→ ACTIVITY:
Copy out the data below. Keep every word as it is.

= = = = =

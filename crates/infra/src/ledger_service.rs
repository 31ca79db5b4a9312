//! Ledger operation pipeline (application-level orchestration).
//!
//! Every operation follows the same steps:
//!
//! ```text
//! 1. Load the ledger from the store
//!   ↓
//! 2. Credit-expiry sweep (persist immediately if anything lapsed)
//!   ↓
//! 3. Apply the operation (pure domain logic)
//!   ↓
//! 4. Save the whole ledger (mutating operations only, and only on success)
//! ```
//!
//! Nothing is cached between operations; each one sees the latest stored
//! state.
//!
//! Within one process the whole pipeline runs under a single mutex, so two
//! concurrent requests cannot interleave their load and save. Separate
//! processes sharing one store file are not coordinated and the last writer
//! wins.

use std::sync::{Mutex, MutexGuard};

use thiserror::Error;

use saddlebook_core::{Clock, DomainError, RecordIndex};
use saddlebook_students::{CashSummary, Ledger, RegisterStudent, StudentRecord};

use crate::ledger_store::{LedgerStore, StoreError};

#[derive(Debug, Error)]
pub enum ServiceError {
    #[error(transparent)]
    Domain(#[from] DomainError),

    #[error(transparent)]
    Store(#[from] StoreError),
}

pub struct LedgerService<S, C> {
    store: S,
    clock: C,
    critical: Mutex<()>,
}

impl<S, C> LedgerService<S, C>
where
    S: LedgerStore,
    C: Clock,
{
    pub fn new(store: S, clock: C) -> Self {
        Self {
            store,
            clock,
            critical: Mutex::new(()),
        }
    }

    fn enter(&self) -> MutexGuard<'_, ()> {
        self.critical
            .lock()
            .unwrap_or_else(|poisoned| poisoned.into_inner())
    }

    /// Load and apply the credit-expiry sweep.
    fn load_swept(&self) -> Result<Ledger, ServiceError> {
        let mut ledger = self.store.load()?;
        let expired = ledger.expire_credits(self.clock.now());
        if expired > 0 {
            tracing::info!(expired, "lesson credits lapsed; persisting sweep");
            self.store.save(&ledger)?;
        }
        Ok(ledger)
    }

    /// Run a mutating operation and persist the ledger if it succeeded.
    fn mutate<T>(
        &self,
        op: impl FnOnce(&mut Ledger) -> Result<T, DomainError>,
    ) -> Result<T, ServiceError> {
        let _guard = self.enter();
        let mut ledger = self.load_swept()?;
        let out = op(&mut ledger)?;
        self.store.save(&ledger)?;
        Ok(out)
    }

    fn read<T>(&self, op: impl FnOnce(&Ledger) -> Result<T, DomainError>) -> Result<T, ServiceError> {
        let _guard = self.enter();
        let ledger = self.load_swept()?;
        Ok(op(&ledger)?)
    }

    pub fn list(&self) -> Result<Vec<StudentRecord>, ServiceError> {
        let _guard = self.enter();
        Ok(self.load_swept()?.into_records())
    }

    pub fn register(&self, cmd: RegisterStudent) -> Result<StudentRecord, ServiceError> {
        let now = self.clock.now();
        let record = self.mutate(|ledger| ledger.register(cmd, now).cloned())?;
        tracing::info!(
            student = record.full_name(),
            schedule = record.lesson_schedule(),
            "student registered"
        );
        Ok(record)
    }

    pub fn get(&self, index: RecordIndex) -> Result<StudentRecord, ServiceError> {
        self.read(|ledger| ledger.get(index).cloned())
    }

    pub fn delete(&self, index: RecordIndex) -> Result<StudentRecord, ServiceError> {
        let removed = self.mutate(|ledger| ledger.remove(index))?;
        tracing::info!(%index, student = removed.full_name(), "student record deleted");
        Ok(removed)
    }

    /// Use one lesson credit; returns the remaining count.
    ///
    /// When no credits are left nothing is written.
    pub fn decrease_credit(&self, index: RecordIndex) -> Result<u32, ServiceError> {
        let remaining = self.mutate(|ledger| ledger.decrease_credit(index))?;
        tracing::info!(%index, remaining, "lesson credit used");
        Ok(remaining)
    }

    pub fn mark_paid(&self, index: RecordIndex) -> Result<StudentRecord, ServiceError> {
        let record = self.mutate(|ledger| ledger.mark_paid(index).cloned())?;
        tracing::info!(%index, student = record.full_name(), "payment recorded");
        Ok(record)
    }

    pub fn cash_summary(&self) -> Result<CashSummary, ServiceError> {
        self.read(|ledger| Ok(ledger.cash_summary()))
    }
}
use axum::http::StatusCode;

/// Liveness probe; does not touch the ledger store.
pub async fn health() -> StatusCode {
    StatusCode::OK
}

= = = = =

→ SOLUTION:
filename crates/infra/src/ledger_service.rs
repository 31ca79db5b4a9312
//! Ledger operation pipeline (application-level orchestration).
//!
//! Every operation follows the same steps:
//!
//! ```text
//! 1. Load the ledger from the store
//!   ↓
//! 2. Credit-expiry sweep (persist immediately if anything lapsed)
//!   ↓
//! 3. Apply the operation (pure domain logic)
//!   ↓
//! 4. Save the whole ledger (mutating operations only, and only on success)
//! ```
//!
//! Nothing is cached between operations; each one sees the latest stored
//! state.
//!
//! Within one process the whole pipeline runs under a single mutex, so two
//! concurrent requests cannot interleave their load and save. Separate
//! processes sharing one store file are not coordinated and the last writer
//! wins.

use std::sync::{Mutex, MutexGuard};

use thiserror::Error;

use saddlebook_core::{Clock, DomainError, RecordIndex};
use saddlebook_students::{CashSummary, Ledger, RegisterStudent, StudentRecord};

use crate::ledger_store::{LedgerStore, StoreError};

#[derive(Debug, Error)]
pub enum ServiceError {
    #[error(transparent)]
    Domain(#[from] DomainError),

    #[error(transparent)]
    Store(#[from] StoreError),
}

pub struct LedgerService<S, C> {
    store: S,
    clock: C,
    critical: Mutex<()>,
}

impl<S, C> LedgerService<S, C>
where
    S: LedgerStore,
    C: Clock,
{
    pub fn new(store: S, clock: C) -> Self {
        Self {
            store,
            clock,
            critical: Mutex::new(()),
        }
    }

    fn enter(&self) -> MutexGuard<'_, ()> {
        self.critical
            .lock()
            .unwrap_or_else(|poisoned| poisoned.into_inner())
    }

    /// Load and apply the credit-expiry sweep.
    fn load_swept(&self) -> Result<Ledger, ServiceError> {
        let mut ledger = self.store.load()?;
        let expired = ledger.expire_credits(self.clock.now());
        if expired > 0 {
            tracing::info!(expired, "lesson credits lapsed; persisting sweep");
            self.store.save(&ledger)?;
        }
        Ok(ledger)
    }

    /// Run a mutating operation and persist the ledger if it succeeded.
    fn mutate<T>(
        &self,
        op: impl FnOnce(&mut Ledger) -> Result<T, DomainError>,
    ) -> Result<T, ServiceError> {
        let _guard = self.enter();
        let mut ledger = self.load_swept()?;
        let out = op(&mut ledger)?;
        self.store.save(&ledger)?;
        Ok(out)
    }

    fn read<T>(&self, op: impl FnOnce(&Ledger) -> Result<T, DomainError>) -> Result<T, ServiceError> {
        let _guard = self.enter();
        let ledger = self.load_swept()?;
        Ok(op(&ledger)?)
    }

    pub fn list(&self) -> Result<Vec<StudentRecord>, ServiceError> {
        let _guard = self.enter();
        Ok(self.load_swept()?.into_records())
    }

    pub fn register(&self, cmd: RegisterStudent) -> Result<StudentRecord, ServiceError> {
        let now = self.clock.now();
        let record = self.mutate(|ledger| ledger.register(cmd, now).cloned())?;
        tracing::info!(
            student = record.full_name(),
            schedule = record.lesson_schedule(),
            "student registered"
        );
        Ok(record)
    }

    pub fn get(&self, index: RecordIndex) -> Result<StudentRecord, ServiceError> {
        self.read(|ledger| ledger.get(index).cloned())
    }

    pub fn delete(&self, index: RecordIndex) -> Result<StudentRecord, ServiceError> {
        let removed = self.mutate(|ledger| ledger.remove(index))?;
        tracing::info!(%index, student = removed.full_name(), "student record deleted");
        Ok(removed)
    }

    /// Use one lesson credit; returns the remaining count.
    ///
    /// When no credits are left nothing is written.
    pub fn decrease_credit(&self, index: RecordIndex) -> Result<u32, ServiceError> {
        let remaining = self.mutate(|ledger| ledger.decrease_credit(index))?;
        tracing::info!(%index, remaining, "lesson credit used");
        Ok(remaining)
    }

    pub fn mark_paid(&self, index: RecordIndex) -> Result<StudentRecord, ServiceError> {
        let record = self.mutate(|ledger| ledger.mark_paid(index).cloned())?;
        tracing::info!(%index, student = record.full_name(), "payment recorded");
        Ok(record)
    }

    pub fn cash_summary(&self) -> Result<CashSummary, ServiceError> {
        self.read(|ledger| Ok(ledger.cash_summary()))
    }
}
use axum::http::StatusCode;

/// Liveness probe; does not touch the ledger store.
pub async fn health() -> StatusCode {
    StatusCode::OK
}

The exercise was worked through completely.